*Task description*: Every entry, exactly as given, must be retyped.

[Start of Attachment]

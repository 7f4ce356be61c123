use crate::{
  observable::{LocalObservable, SharedObservable},
  observer::Observer,
  shared::Shared,
  subscription::{SubscriptionLike, SubscriptionWrapper},
};
use std::marker::PhantomData;

/// Observer that only cares about values; errors are impossible
/// (`Err = ()`) and completion is ignored.
#[derive(Clone)]
pub struct ObserverN<N, Item> {
  next: N,
  marker: PhantomData<fn(Item)>,
}

impl<N, Item> ObserverN<N, Item> {
  pub(crate) fn new(next: N) -> Self {
    ObserverN { next, marker: PhantomData }
  }
}

impl<N, Item> Observer for ObserverN<N, Item>
where
  N: FnMut(Item),
{
  type Item = Item;
  type Err = ();

  #[inline]
  fn next(&mut self, value: Item) { (self.next)(value); }

  #[inline]
  fn error(&mut self, _err: ()) {}

  #[inline]
  fn complete(&mut self) {}
}

pub trait SubscribeNext<'o, N> {
  type Unsub: SubscriptionLike;

  /// Subscribes with a value handler only. Available on observables that
  /// cannot error.
  fn subscribe(self, next: N) -> SubscriptionWrapper<Self::Unsub>;
}

impl<'o, S, N> SubscribeNext<'o, N> for S
where
  S: LocalObservable<'o, Err = ()>,
  S::Item: 'o,
  N: FnMut(S::Item) + 'o,
{
  type Unsub = S::Unsub;

  fn subscribe(self, next: N) -> SubscriptionWrapper<Self::Unsub> {
    SubscriptionWrapper(self.actual_subscribe(ObserverN::new(next)))
  }
}

impl<'o, S, N> SubscribeNext<'o, N> for Shared<S>
where
  S: SharedObservable<Err = ()>,
  S::Item: 'static,
  N: FnMut(S::Item) + Send + 'static,
{
  type Unsub = S::Unsub;

  fn subscribe(self, next: N) -> SubscriptionWrapper<Self::Unsub> {
    SubscriptionWrapper(self.0.actual_subscribe(ObserverN::new(next)))
  }
}

#[cfg(test)]
mod test {
  use crate::prelude::*;

  #[test]
  fn wrapper_allows_manual_unsubscribe() {
    let mut seen = 0;
    {
      let mut subject = LocalSubject::<i32, ()>::new();
      let mut handle = subject.clone().subscribe(|v| seen = v);
      subject.next(1);
      handle.unsubscribe();
      subject.next(2);
    }
    assert_eq!(seen, 1);
  }

  #[test]
  fn raii_guard_unsubscribes() {
    let mut hits = 0;
    {
      let mut subject = LocalSubject::<i32, ()>::new();
      {
        let _guard = subject
          .clone()
          .subscribe(|_| hits += 1)
          .unsubscribe_when_dropped();
        subject.next(1);
      }
      subject.next(2);
    }
    assert_eq!(hits, 1);
  }
}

[End of Attachment]

*Exercise answer*:
repository 7f4ce356be61c123
use crate::{
  observable::{LocalObservable, SharedObservable},
  observer::Observer,
  shared::Shared,
  subscription::{SubscriptionLike, SubscriptionWrapper},
};
use std::marker::PhantomData;

/// Observer that only cares about values; errors are impossible
/// (`Err = ()`) and completion is ignored.
#[derive(Clone)]
pub struct ObserverN<N, Item> {
  next: N,
  marker: PhantomData<fn(Item)>,
}

impl<N, Item> ObserverN<N, Item> {
  pub(crate) fn new(next: N) -> Self {
    ObserverN { next, marker: PhantomData }
  }
}

impl<N, Item> Observer for ObserverN<N, Item>
where
  N: FnMut(Item),
{
  type Item = Item;
  type Err = ();

  #[inline]
  fn next(&mut self, value: Item) { (self.next)(value); }

  #[inline]
  fn error(&mut self, _err: ()) {}

  #[inline]
  fn complete(&mut self) {}
}

pub trait SubscribeNext<'o, N> {
  type Unsub: SubscriptionLike;

  /// Subscribes with a value handler only. Available on observables that
  /// cannot error.
  fn subscribe(self, next: N) -> SubscriptionWrapper<Self::Unsub>;
}

impl<'o, S, N> SubscribeNext<'o, N> for S
where
  S: LocalObservable<'o, Err = ()>,
  S::Item: 'o,
  N: FnMut(S::Item) + 'o,
{
  type Unsub = S::Unsub;

  fn subscribe(self, next: N) -> SubscriptionWrapper<Self::Unsub> {
    SubscriptionWrapper(self.actual_subscribe(ObserverN::new(next)))
  }
}

impl<'o, S, N> SubscribeNext<'o, N> for Shared<S>
where
  S: SharedObservable<Err = ()>,
  S::Item: 'static,
  N: FnMut(S::Item) + Send + 'static,
{
  type Unsub = S::Unsub;

  fn subscribe(self, next: N) -> SubscriptionWrapper<Self::Unsub> {
    SubscriptionWrapper(self.0.actual_subscribe(ObserverN::new(next)))
  }
}

#[cfg(test)]
mod test {
  use crate::prelude::*;

  #[test]
  fn wrapper_allows_manual_unsubscribe() {
    let mut seen = 0;
    {
      let mut subject = LocalSubject::<i32, ()>::new();
      let mut handle = subject.clone().subscribe(|v| seen = v);
      subject.next(1);
      handle.unsubscribe();
      subject.next(2);
    }
    assert_eq!(seen, 1);
  }

  #[test]
  fn raii_guard_unsubscribes() {
    let mut hits = 0;
    {
      let mut subject = LocalSubject::<i32, ()>::new();
      {
        let _guard = subject
          .clone()
          .subscribe(|_| hits += 1)
          .unsubscribe_when_dropped();
        subject.next(1);
      }
      subject.next(2);
    }
    assert_eq!(hits, 1);
  }
}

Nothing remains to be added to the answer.